You must install the appropriate Access Manager Policy Agent on the Waveset server. The Policy Agent can be obtained from the following location:
http://wwws.sun.com/software/download/inter_ecom.html#dirserv
Follow the installation instructions provided with the Policy Agent. Then perform the following tasks.
The AMAgent.properties file must be modified so that Waveset can be protected. It is located the following directory:
Windows: \AgentInstallDir\es6\config\_PathInstanceName\
UNIX: /etc/opt/SUNWam/agents/es6/config/_PathInstanceName/
Be sure to use the files located the preceding directories. Do not use the copy located in the AgentInstallDir\config directory.
Locate the following lines in the AMAgent.properties file.
com.sun.identity.agents.config.cookie.reset.enable = false com.sun.identity.agents.config.cookie.reset.name[0] = com.sun.identity.agents.config.cookie.reset.domain[] = com.sun.identity.agents.config.cookie.reset.path[] = |
Edit these lines as follows.
com.sun.identity.agents.config.cookie.reset.enable = true com.sun.identity.agents.config.cookie.reset.name[0] = AMAuthCookie com.sun.identity.agents.config.cookie.reset.domain[0] = .example.com com.sun.identity.agents.config.cookie.reset.path[0] = / |
Add the following lines.
com.sun.identity.agents.config.cookie.reset.name[1] = iPlanetDirectoryPro com.sun.identity.agents.config.cookie.reset.domain[1] = .example.com com.sun.identity.agents.config.cookie.reset.path[1] = / |
Locate the following lines.
com.sun.identity.agents.config.profile.attribute.fetch.mode = NONE com.sun.identity.agents.config.profile.attribute.mapping[] = |
Edit these lines as follows
com.sun.identity.agents.config.profile.attribute.fetch.mode = HTTP_HEADER com.sun.identity.agents.config.profile.attribute.mapping[uid] = sois_user |
You must restart the web server for your changes to take effect.

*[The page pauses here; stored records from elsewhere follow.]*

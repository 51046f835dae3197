// SPDX-License-Identifier: MIT
// Copyright (c) 2026 Alfred Jean LLC

//! Normalized input records.
//!
//! A [`Record`] is one row of the input table after column mapping. It is
//! created once per row and never mutated by the engine; the engine only
//! reads it to build requests.

use std::collections::BTreeMap;

use serde::{Deserialize, Serialize};

use crate::error::{Error, Result};
use crate::protocol::NewNote;
use crate::tags::TagSet;

/// A normalized unit of input: one note to create or update.
#[derive(Debug, Clone, PartialEq, Eq)]
pub struct Record {
    deck_name: String,
    note_type: String,
    fields: BTreeMap<String, String>,
    tags: TagSet,
}

impl Record {
    /// Creates a record.
    ///
    /// # Errors
    ///
    /// Returns [`Error::InvalidRecord`] if the deck name or note type is empty.
    pub fn new(
        deck_name: impl Into<String>,
        note_type: impl Into<String>,
        fields: BTreeMap<String, String>,
        tags: TagSet,
    ) -> Result<Self> {
        let deck_name = deck_name.into();
        let note_type = note_type.into();
        if deck_name.trim().is_empty() {
            return Err(Error::InvalidRecord("deck name cannot be empty".to_string()));
        }
        if note_type.trim().is_empty() {
            return Err(Error::InvalidRecord("note type cannot be empty".to_string()));
        }
        Ok(Record {
            deck_name,
            note_type,
            fields,
            tags,
        })
    }

    pub fn deck_name(&self) -> &str {
        &self.deck_name
    }

    pub fn note_type(&self) -> &str {
        &self.note_type
    }

    pub fn fields(&self) -> &BTreeMap<String, String> {
        &self.fields
    }

    /// Returns the value of a field, if the record has it.
    pub fn field(&self, name: &str) -> Option<&str> {
        self.fields.get(name).map(String::as_str)
    }

    /// The desired tag set for the remote note.
    pub fn tags(&self) -> &TagSet {
        &self.tags
    }

    /// Builds the note payload used by `canAddNotes` and `addNotes`.
    pub fn to_new_note(&self, options: NoteOptions) -> NewNote {
        NewNote {
            deck_name: self.deck_name.clone(),
            model_name: self.note_type.clone(),
            fields: self.fields.clone(),
            tags: self.tags.iter().cloned().collect(),
            options,
        }
    }
}

/// Scope within which the remote store checks for duplicate notes.
#[derive(Debug, Clone, Copy, Default, PartialEq, Eq, Serialize, Deserialize)]
#[serde(rename_all = "lowercase")]
pub enum DuplicateScope {
    #[default]
    Deck,
    Collection,
}

/// Per-note options sent with additions.
#[derive(Debug, Clone, Copy, PartialEq, Eq, Serialize)]
#[serde(rename_all = "camelCase")]
pub struct NoteOptions {
    pub allow_duplicate: bool,
    pub duplicate_scope: DuplicateScope,
}

impl NoteOptions {
    /// Options that make the store reject duplicates within `scope`.
    ///
    /// Rejection is what lets `canAddNotes` classify records that already
    /// exist as update candidates.
    pub fn reject_duplicates(scope: DuplicateScope) -> Self {
        NoteOptions {
            allow_duplicate: false,
            duplicate_scope: scope,
        }
    }
}

impl Default for NoteOptions {
    fn default() -> Self {
        NoteOptions::reject_duplicates(DuplicateScope::default())
    }
}

#[cfg(test)]
#[path = "record_tests.rs"]
mod tests;
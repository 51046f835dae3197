// SPDX-License-Identifier: MIT
// Copyright (c) 2026 Alfred Jean LLC

//! ankisync - import CSV/TSV tables into Anki through AnkiConnect.
//!
//! This crate provides the functionality behind the `ankisync` CLI. Rows of
//! an input table become notes: new rows are added, rows whose key field
//! matches an existing note update that note's fields and tags.
//!
//! # Main Components
//!
//! - [`sync`] - the reconciliation engine ([`synchronize`](sync::synchronize))
//!   and the AnkiConnect client it drives
//! - [`table`] - delimited input parsing into [`Record`](ankisync_core::Record)s
//! - [`Config`] - run configuration (endpoint, batch size, key fields)
//! - [`Error`] - Error types for all operations
//!
//! # Library use
//!
//! ```rust,ignore
//! use ankisync::sync::{synchronize, AnkiClient, HttpTransport, SyncOptions};
//!
//! let transport = HttpTransport::new("http://localhost:8765", Duration::from_secs(30))?;
//! let mut client = AnkiClient::new(transport);
//! let report = synchronize(&mut client, &records, &SyncOptions::default())?;
//! println!("{report}");
//! ```

mod cli;
pub mod colors;
mod commands;
mod env;
mod fetch;
pub mod help;

pub mod config;
pub mod error;
pub mod sync;
pub mod table;

pub use cli::{CheckArgs, Cli, Command, EndpointArgs, ImportArgs};
pub use config::Config;
pub use error::{Error, Result};

use clap::CommandFactory;
use clap_complete::generate;

/// Execute a parsed command line. This is the main entry point for library
/// users and provides a testable way to run commands without process execution.
pub fn run(cli: Cli) -> Result<()> {
    let config = cli.config.as_deref();
    match cli.command {
        Command::Import(args) => commands::import::run(args, config),
        Command::Check(args) => commands::check::run(args, config),
        Command::Completion { shell } => {
            let mut cmd = Cli::command();
            generate(shell, &mut cmd, "ankisync", &mut std::io::stdout());
            Ok(())
        }
    }
}

#[cfg(test)]
#[path = "lib_tests.rs"]
mod tests;
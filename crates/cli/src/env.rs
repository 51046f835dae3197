// SPDX-License-Identifier: MIT
// Copyright (c) 2026 Alfred Jean LLC

//! Centralized environment variable access.
//!
//! The variable name constants are generated by `build.rs` and live in the
//! [`vars`] submodule.

use std::path::PathBuf;

/// Generated environment variable name constants.
pub mod vars {
    include!(concat!(env!("OUT_DIR"), "/env_vars.rs"));
}

/// Returns `true` if `NO_COLOR=1`.
pub fn no_color() -> bool {
    std::env::var(vars::NO_COLOR).is_ok_and(|v| v == "1")
}

/// Returns `true` if `COLOR=1`.
pub fn force_color() -> bool {
    std::env::var(vars::COLOR).is_ok_and(|v| v == "1")
}

/// Config file named by `ANKISYNC_CONFIG`, if set and non-empty.
pub fn config_path() -> Option<PathBuf> {
    std::env::var(vars::ANKISYNC_CONFIG)
        .ok()
        .filter(|v| !v.is_empty())
        .map(PathBuf::from)
}

#[cfg(test)]
#[path = "env_tests.rs"]
mod tests;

From within the Access Manager application, create a new policy named IDMGR (or something similar) with the following rules:
Service Type |
Resource Name |
Actions |
---|---|---|
URL Policy Agent |
http://server:port/idm |
Allow GET and POST actions |
URL Policy Agent |
http://server:port/idm/* |
Allow GET and POST actions |
Assign one or more subjects to the IDMGR policy.